Eyes In The Sky
CBS News Technologist Dan Dubno says high-resolution photos of the Earth are a click away with the right software.
From hundreds of miles above the Earth, two American spy satellites continuously capture astounding high-resolution pictures of key military sites and installations in Iraq. But the images are not classified "Top Secret."
The pictures are for sale and two commercial satellite companies, Space Imaging and DigitalGlobe, are selling them. While the U.S. government has just announced plans to purchase as much as a billion dollars of such imagery in the next five years, it is the public that is likely to be the greatest beneficiary.
Space Imaging's Ikonos satellite offers better than one-meter resolution and DigitalGlobe's sensor captures pixels of the Earth at an astounding .6-meter resolution: sharp enough (and colorful enough) to see something just larger than a football. While intelligence agencies are likely to remain the key customers of such high-resolution imagery for the near-term, already many industries, including real estate, insurance, energy, telecommunications, etc., now rely on this technology.
Broadcasters are using these pictures to reveal "denied areas" of the Earth: taking viewers to places where governments or nature otherwise bar access. In recent days, North Korean and Iranian nuclear sites have been made public; even Saddam Hussein's palaces and enormous swimming pools are now subjected to public view.
To capitalize on the availability of such imagery, ingenious companies like the California-based Keyhole Corp. have designed ways the public can view such imagery over the Web.
After downloading Keyhole's "Earthviewer," anybody with a PC can navigate their way through imagery and data of the Earth. Not only can you see downtown Baghdad but you can look at even higher resolution spectacular aerial photographs of the U.S., most taken by AirphotoUSA. Plus, with a click of the button, significant data can easily be overlaid on the imagery: neighborhood restaurants, census data, crime statistics, etc.
Several years ago, then Vice President Al Gore envisioned we would one day create a "Digital Earth," where comprehensive views of our planet would be within the grasp of the public over the Internet.
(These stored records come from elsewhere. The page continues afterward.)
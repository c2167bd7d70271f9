//! Storage functionality for versebase
//!
//! This module provides the persistent store adapter over embedded SQLite.

pub mod database;
pub mod migrations;
pub mod records;
pub mod schema;

// Re-export main types
pub use database::{Database, DatabaseStats};
pub use records::{Annotation, AnnotationPatch, ChapterBookmark, NoteType, TextUnit};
It seemed like a vision decades away from reality but within the last few months companies like Space Imaging, Digital Globe, and Keyhole have surpassed that goal.
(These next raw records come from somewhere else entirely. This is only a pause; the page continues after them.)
//! XML document parsing
//!
//! Transforms a hierarchical book/chapter/verse document into flat
//! [`TextUnit`] records. The whole document is parsed into a DOM first;
//! a document that is not well-formed fails before anything is written.

use crate::canon;
use crate::config::ImportConfig;
use crate::error::{Result, VersebaseError};
use crate::storage::TextUnit;
use regex::Regex;
use unicode_normalization::UnicodeNormalization;

/// Parser for book/chapter/verse source documents
pub struct DocumentParser {
    whitespace_regex: Regex,
    progress_every: usize,
}

impl DocumentParser {
    pub fn new(config: &ImportConfig) -> Result<Self> {
        // \s is Unicode-aware and covers NBSP along with ordinary runs
        let whitespace_regex = Regex::new(r"\s+").map_err(|e| {
            VersebaseError::Generic(format!("Failed to compile whitespace regex: {}", e))
        })?;

        Ok(Self {
            whitespace_regex,
            progress_every: config.progress_every.max(1),
        })
    }

    /// Parse a source document into text units.
    ///
    /// Walks book elements, their direct-child chapter elements and those
    /// chapters' direct-child verse elements only - unexpected depths are
    /// never picked up. Skip rules (none of these are errors):
    /// - a book whose ordinal has no canonical-name mapping
    /// - a chapter or verse with a missing/zero `number` attribute
    /// - a verse whose normalized text is empty
    ///
    /// `progress` is invoked with the running count every Nth accumulated
    /// record, throttled so large documents don't flood the caller.
    pub fn parse<F>(&self, collection_id: &str, xml: &str, mut progress: F) -> Result<Vec<TextUnit>>
    where
        F: FnMut(usize),
    {
        let doc = roxmltree::Document::parse(xml)?;
        let root = doc.root_element();

        let mut units = Vec::new();

        for book_node in root.children().filter(|n| n.has_tag_name("book")) {
            let Some(book_name) = element_number(&book_node).and_then(canon::name_for_ordinal)
            else {
                log::warn!(
                    "Skipping book with unmapped ordinal {:?}",
                    book_node.attribute("number")
                );
                continue;
            };

            for chapter_node in book_node.children().filter(|n| n.has_tag_name("chapter")) {
                let Some(chapter) = element_number(&chapter_node) else {
                    continue;
                };

                for verse_node in chapter_node.children().filter(|n| n.has_tag_name("verse")) {
                    let Some(verse) = element_number(&verse_node) else {
                        continue;
                    };

                    let text = self.normalize_text(&text_content(&verse_node));
                    if text.is_empty() {
                        continue;
                    }

                    units.push(TextUnit::new(collection_id, book_name, chapter, verse, text));

                    if units.len() % self.progress_every == 0 {
                        progress(units.len());
                    }
                }
            }
        }

        Ok(units)
    }

    /// Collapse whitespace runs (including non-breaking space) to a single
    /// ASCII space and trim the ends; the text is NFC-normalized first.
    pub fn normalize_text(&self, text: &str) -> String {
        let composed: String = text.nfc().collect();
        self.whitespace_regex
            .replace_all(&composed, " ")
            .trim()
            .to_string()
    }
}

/// Read a 1-based `number` attribute; `None` for missing, unparsable or zero
fn element_number(node: &roxmltree::Node) -> Option<u32> {
    node.attribute("number")
        .and_then(|v| v.trim().parse::<u32>().ok())
        .filter(|&n| n > 0)
}

/// Full text content of an element, in document order
fn text_content(node: &roxmltree::Node) -> String {
    node.descendants()
        .filter_map(|n| n.text())
        .collect::<String>()
}

#[cfg(test)]
mod tests {
    use super::*;

    fn parser() -> DocumentParser {
        DocumentParser::new(&ImportConfig::default()).unwrap()
    }

    const FIXTURE: &str = r#"
        <bible>
          <book number="1">
            <chapter number="1">
              <verse number="2">And the earth was without form, and void</verse>
              <verse number="1">In the beginning God created the heaven and the earth</verse>
            </chapter>
          </book>
          <book number="2">
            <chapter number="1">
              <verse number="1">Now these are the names</verse>
            </chapter>
          </book>
        </bible>
    "#;

    #[test]
    fn test_parse_fixture() {
        let units = parser().parse("kjv", FIXTURE, |_| {}).unwrap();
        assert_eq!(units.len(), 3);
        assert_eq!(units[0].book, "Genesis");
        assert_eq!(units[0].verse, 2);
        assert_eq!(units[2].book, "Exodus");
        assert_eq!(units[2].key, "Exodus|1|1");
    }

    #[test]
    fn test_malformed_document_fails() {
        let result = parser().parse("kjv", "<bible><book number=\"1\">", |_| {});
        assert!(matches!(
            result,
            Err(crate::error::VersebaseError::MalformedSource(_))
        ));
    }

    #[test]
    fn test_skips_book_without_mapping() {
        let xml = r#"
            <bible>
              <book number="99">
                <chapter number="1"><verse number="1">Apocryphal text</verse></chapter>
              </book>
              <book number="1">
                <chapter number="1"><verse number="1">Kept</verse></chapter>
              </book>
            </bible>
        "#;
        let units = parser().parse("kjv", xml, |_| {}).unwrap();
        assert_eq!(units.len(), 1);
        assert_eq!(units[0].book, "Genesis");
    }

    #[test]
    fn test_skips_bad_verses() {
        let xml = r#"
            <bible>
              <book number="1">
                <chapter number="1">
                  <verse>No ordinal</verse>
                  <verse number="0">Zero ordinal</verse>
                  <verse number="2">   </verse>
                  <verse number="3">Kept</verse>
                </chapter>
              </book>
            </bible>
        "#;
        let units = parser().parse("kjv", xml, |_| {}).unwrap();
        assert_eq!(units.len(), 1);
        assert_eq!(units[0].verse, 3);
    }

    #[test]
    fn test_ignores_nested_depths() {
        // A verse nested under an unexpected wrapper is not a direct child
        // of a chapter and must not be picked up.
        let xml = r#"
            <bible>
              <book number="1">
                <chapter number="1">
                  <section><verse number="1">Hidden</verse></section>
                  <verse number="2">Visible</verse>
                </chapter>
              </book>
            </bible>
        "#;
        let units = parser().parse("kjv", xml, |_| {}).unwrap();
        assert_eq!(units.len(), 1);
        assert_eq!(units[0].verse, 2);
    }

    #[test]
    fn test_whitespace_normalization() {
        let xml = "<bible><book number=\"1\"><chapter number=\"1\">\
                   <verse number=\"1\">  In\u{a0}the \t beginning\n God  </verse>\
                   </chapter></book></bible>";
        let units = parser().parse("kjv", xml, |_| {}).unwrap();
        assert_eq!(units[0].text, "In the beginning God");
    }

    #[test]
    fn test_progress_throttled() {
        let config = ImportConfig { progress_every: 2 };
        let parser = DocumentParser::new(&config).unwrap();

        let mut verses = String::new();
        for i in 1..=5 {
            verses.push_str(&format!("<verse number=\"{i}\">Verse text {i}</verse>"));
        }
        let xml = format!(
            "<bible><book number=\"1\"><chapter number=\"1\">{verses}</chapter></book></bible>"
        );

        let mut reported = Vec::new();
        parser.parse("kjv", &xml, |n| reported.push(n)).unwrap();
        // Every 2nd accumulated record, not every record
        assert_eq!(reported, vec![2, 4]);
    }
}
As the likelihood of a war with Iraq increases in the weeks to come, the public has an unprecedented opportunity to get independent and largely unfettered access to images showing the conflict on the ground.
These U.S. commercial satellite companies are not alone however: the RAND Corporation estimates that as many as 50 other commercial remote-sensing satellites are likely to be launched in the next decade (most foreign owned and controlled.) Already India, Israel, Russia, and other countries have companies selling commercial satellite an image, meaning global transparency is upon us and the "genie" of imagery is out of the bottle.
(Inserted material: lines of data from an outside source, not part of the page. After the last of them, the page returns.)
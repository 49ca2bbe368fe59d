//! Test helper utilities

#![allow(dead_code)]

use std::collections::VecDeque;
use std::path::{Path, PathBuf};
use std::sync::atomic::{AtomicUsize, Ordering};
use std::sync::{Arc, Mutex};
use std::time::Duration;

use memtriage::analysis::{
    AnalysisKind, AnalysisRequest, AnalysisStage, Analyzer, AnalyzerError, AnalyzerResult,
    Assessment, Finding, HeuristicTokenCounter, ProcessorConfig, RetryPolicy, Severity,
    StageConfig,
};
use memtriage::pipeline::{
    Collaborators, DeeperInvestigator, Evaluation, EvidenceArtifact, ExecutionReport,
    ExecutionStatus, Executor, InvestigationPlan, InvestigationState, PipelineEngine,
    PlanEvaluator, PlanGenerator, PlanPhase, PlanStep, StageError, TransitionPolicy,
    ValidationReport,
};
use memtriage::CaseInputs;

// ============================================
// Analysis fixtures
// ============================================

/// Token limit used by `stage_config`; `corpus_lines` lines are 10 tokens each.
pub const TEST_MAX_CHUNK_TOKENS: usize = 50;

pub fn case() -> CaseInputs {
    CaseInputs::new("case-42", "/dumps/workstation.raw", "windows", "find the implant")
}

pub fn stage_config() -> StageConfig {
    StageConfig {
        max_chunk_tokens: TEST_MAX_CHUNK_TOKENS,
        processor: ProcessorConfig {
            concurrency_limit: 2,
            call_timeout: Duration::from_secs(5),
            retry: RetryPolicy::immediate(3),
        },
    }
}

pub fn stage() -> AnalysisStage {
    AnalysisStage::new(stage_config(), Arc::new(HeuristicTokenCounter::new(4.0)))
}

/// `n` lines of exactly 40 characters (10 heuristic tokens) each.
///
/// With `TEST_MAX_CHUNK_TOKENS` every chunk holds five lines.
pub fn corpus_lines(n: usize) -> String {
    (0..n)
        .map(|i| format!("{:04} 0x7ff6a000 svchost.exe suspicious.\n", i))
        .collect()
}

pub fn assessment(threat_score: f64, confidence: f64) -> Assessment {
    Assessment {
        threat_score,
        confidence,
        findings: vec![],
        indicators: Default::default(),
        recommended_actions: Default::default(),
        executive_summary: String::new(),
        raw: serde_json::Value::Null,
    }
}

pub fn finding(description: &str, severity: Severity) -> Finding {
    Finding {
        category: "process".to_string(),
        description: description.to_string(),
        severity,
        evidence_text: String::new(),
        score: 5.0,
    }
}

pub fn chunk_sequence(request: &AnalysisRequest) -> Option<usize> {
    request.position.map(|p| p.sequence_number)
}

type Responder =
    dyn Fn(&str, &AnalysisRequest, usize) -> AnalyzerResult<Assessment> + Send + Sync;

/// Analyzer driven by a closure, recording every call.
///
/// The closure receives the context, the request and the 1-based attempt
/// number for that chunk.
pub struct MockAnalyzer {
    responder: Box<Responder>,
    delay: Duration,
    calls: Mutex<Vec<(AnalysisKind, Option<usize>)>>,
    in_flight: AtomicUsize,
    max_in_flight: AtomicUsize,
}

impl MockAnalyzer {
    pub fn new<F>(responder: F) -> Self
    where
        F: Fn(&str, &AnalysisRequest, usize) -> AnalyzerResult<Assessment> + Send + Sync + 'static,
    {
        Self {
            responder: Box::new(responder),
            delay: Duration::ZERO,
            calls: Mutex::new(Vec::new()),
            in_flight: AtomicUsize::new(0),
            max_in_flight: AtomicUsize::new(0),
        }
    }

    /// Always returns the same scores.
    pub fn constant(threat_score: f64, confidence: f64) -> Self {
        Self::new(move |_, _, _| Ok(assessment(threat_score, confidence)))
    }

    /// Threat score equals the chunk's sequence number.
    pub fn by_sequence() -> Self {
        Self::new(|_, request, _| {
            let seq = chunk_sequence(request).unwrap_or(0);
            Ok(assessment(seq as f64, 0.5))
        })
    }

    pub fn with_delay(mut self, delay: Duration) -> Self {
        self.delay = delay;
        self
    }

    pub fn call_count(&self) -> usize {
        self.calls.lock().unwrap().len()
    }

    pub fn calls_for(&self, sequence_number: usize) -> usize {
        self.calls
            .lock()
            .unwrap()
            .iter()
            .filter(|(_, seq)| *seq == Some(sequence_number))
            .count()
    }

    pub fn calls_of_kind(&self, kind: AnalysisKind) -> usize {
        self.calls
            .lock()
            .unwrap()
            .iter()
            .filter(|(k, _)| *k == kind)
            .count()
    }

    pub fn positions(&self) -> Vec<Option<usize>> {
        self.calls.lock().unwrap().iter().map(|(_, seq)| *seq).collect()
    }

    pub fn max_in_flight(&self) -> usize {
        self.max_in_flight.load(Ordering::SeqCst)
    }
}

impl Analyzer for MockAnalyzer {
    fn name(&self) -> &str {
        "mock"
    }

    fn analyze(
        &self,
        context: &str,
        request: &AnalysisRequest,
        _timeout: Duration,
    ) -> AnalyzerResult<Assessment> {
        let now = self.in_flight.fetch_add(1, Ordering::SeqCst) + 1;
        self.max_in_flight.fetch_max(now, Ordering::SeqCst);

        let seq = chunk_sequence(request);
        let attempt = {
            let mut calls = self.calls.lock().unwrap();
            calls.push((request.kind, seq));
            calls
                .iter()
                .filter(|(k, s)| *k == request.kind && *s == seq)
                .count()
        };

        if !self.delay.is_zero() {
            std::thread::sleep(self.delay);
        }
        let response = (self.responder)(context, request, attempt);

        self.in_flight.fetch_sub(1, Ordering::SeqCst);
        response
    }
}

pub fn rate_limited() -> AnalyzerError {
    AnalyzerError::RateLimited(memtriage::analysis::RateLimitInfo {
        retry_after: Some(Duration::ZERO),
        message: "429 Too Many Requests".to_string(),
    })
}

// ============================================
// Pipeline fixtures
// ============================================

pub fn step(name: &str) -> PlanStep {
    PlanStep {
        name: name.to_string(),
        commands: vec!["windows.pslist".to_string()],
        parse_expectations: "PID, PPID and image name per process".to_string(),
        suspicion_heuristics: vec!["unsigned image in system path".to_string()],
    }
}

pub fn valid_plan() -> InvestigationPlan {
    InvestigationPlan {
        plan_version: "1.0".to_string(),
        goals: vec![
            "identify injected code".to_string(),
            "identify persistence".to_string(),
        ],
        constraints: vec!["read-only".to_string()],
        global_triage: vec![step("System info")],
        phases: vec![PlanPhase {
            name: "processes".to_string(),
            steps: vec![step("Process analysis")],
        }],
    }
}

/// Fails structural validation: a single goal.
pub fn invalid_plan() -> InvestigationPlan {
    InvestigationPlan {
        goals: vec!["look around".to_string()],
        ..valid_plan()
    }
}

/// What the planner saw on each call.
#[derive(Debug, Clone)]
pub struct PlannerCall {
    pub retry_count: usize,
    pub validation: Option<ValidationReport>,
    pub evaluation: Option<Evaluation>,
}

/// Planner returning a fixed plan (or error), logging each call.
pub struct FixedPlanner {
    plan: Result<InvestigationPlan, String>,
    pub log: Arc<Mutex<Vec<PlannerCall>>>,
}

impl FixedPlanner {
    pub fn new(plan: InvestigationPlan) -> Self {
        Self {
            plan: Ok(plan),
            log: Arc::default(),
        }
    }

    pub fn failing(message: &str) -> Self {
        Self {
            plan: Err(message.to_string()),
            log: Arc::default(),
        }
    }
}

impl PlanGenerator for FixedPlanner {
    fn generate(&self, state: &InvestigationState) -> Result<InvestigationPlan, StageError> {
        self.log.lock().unwrap().push(PlannerCall {
            retry_count: state.retry_count,
            validation: state.validation.clone(),
            evaluation: state.evaluation.clone(),
        });
        self.plan.clone().map_err(StageError::collaborator)
    }
}

/// Evaluator replaying scripted verdicts, then accepting.
pub struct ScriptedEvaluator {
    verdicts: Mutex<VecDeque<Evaluation>>,
    pub calls: Arc<AtomicUsize>,
}

impl ScriptedEvaluator {
    pub fn accepting() -> Self {
        Self::new(vec![])
    }

    pub fn new(verdicts: Vec<Evaluation>) -> Self {
        Self {
            verdicts: Mutex::new(verdicts.into()),
            calls: Arc::default(),
        }
    }
}

impl PlanEvaluator for ScriptedEvaluator {
    fn evaluate(
        &self,
        _plan: &InvestigationPlan,
        _state: &InvestigationState,
    ) -> Result<Evaluation, StageError> {
        self.calls.fetch_add(1, Ordering::SeqCst);
        Ok(self
            .verdicts
            .lock()
            .unwrap()
            .pop_front()
            .unwrap_or_else(|| Evaluation::accepted("plan covers the goals")))
    }
}

pub fn report(evidence_dir: &Path, status: ExecutionStatus, corpus: &str) -> ExecutionReport {
    ExecutionReport {
        status,
        evidence_dir: evidence_dir.to_path_buf(),
        artifacts: vec![EvidenceArtifact {
            name: "windows.pslist".to_string(),
            content: corpus.to_string(),
        }],
        summary: String::new(),
        error: None,
    }
}

/// Executor returning a prepared report.
pub struct FixedExecutor {
    report: ExecutionReport,
}

impl FixedExecutor {
    pub fn new(report: ExecutionReport) -> Self {
        Self { report }
    }
}

impl Executor for FixedExecutor {
    fn execute(
        &self,
        _plan: &InvestigationPlan,
        _inputs: &CaseInputs,
    ) -> Result<ExecutionReport, StageError> {
        Ok(self.report.clone())
    }
}

/// Deeper investigator returning a prepared report (or error).
pub struct FixedDeeper {
    report: Result<ExecutionReport, String>,
    pub calls: Arc<AtomicUsize>,
}

impl FixedDeeper {
    pub fn new(report: ExecutionReport) -> Self {
        Self {
            report: Ok(report),
            calls: Arc::default(),
        }
    }

    pub fn failing(message: &str) -> Self {
        Self {
            report: Err(message.to_string()),
            calls: Arc::default(),
        }
    }
}

impl DeeperInvestigator for FixedDeeper {
    fn investigate(&self, _state: &InvestigationState) -> Result<ExecutionReport, StageError> {
        self.calls.fetch_add(1, Ordering::SeqCst);
        self.report.clone().map_err(StageError::collaborator)
    }
}

/// Evidence directory inside a temp dir.
pub fn evidence_dir(root: &Path) -> PathBuf {
    root.join("evidence").join("case-42")
}

pub fn engine(collaborators: Collaborators, policy: TransitionPolicy) -> PipelineEngine {
    PipelineEngine::new(collaborators, stage(), policy)
}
Since September, the National Security Council has been reviewing U.S. space policy, with the real possibility of increasing "shutter control" against the fledgling U.S. commercial satellite companies. America would be stronger if we had more commercial satellites, operating at the highest resolutions, providing information in the timeliest manner with fewer restrictions. Other governments have more to fear by openness than we do. Had better imagery been publicly available, it is likely that massacres in Rwanda and ethnic cleansing in Serbia could have been averted; that rogue nations developing weapons of mass destruction would more easily be uncovered.
Our decision makers and our citizens need a common base map of the earth. It should have the highest quality imagery of the earth with the best topography. It should be overlaid with a myriad of data of every type, lifesaving data, political and economic data; etc. It should be streamed on the web and available in every class room, in every office and every home.
After Hurricane Floyd struck the Carolinas, nine Northeast governors wrote to complain to the White House that potentially lifesaving federal data was not made available. After Hurricane Mitch hit Central America, geo-referenced data finally dribbled out months after it would have made a difference. Since Sept 11th, we've learned that disasters come in ways we could not reasonably expect. But we've also learned that prepared and available imagery and data can and does save lives.
When journalists in Afghanistan recently revealed critical new information about al Qaeda, the CIA admitted there were more journalists in the field than intelligence agents. Let's make a virtue out of the broader resources we have: allowing those who can use imagery to identify potential sources of terror; to find possible locations in Iraq or Iran or North Korea where weapons of mass destruction could be made. There should be more imagery for legislators, for scientists, for journalists, and for the public to pore over to determine what threatens us, not less.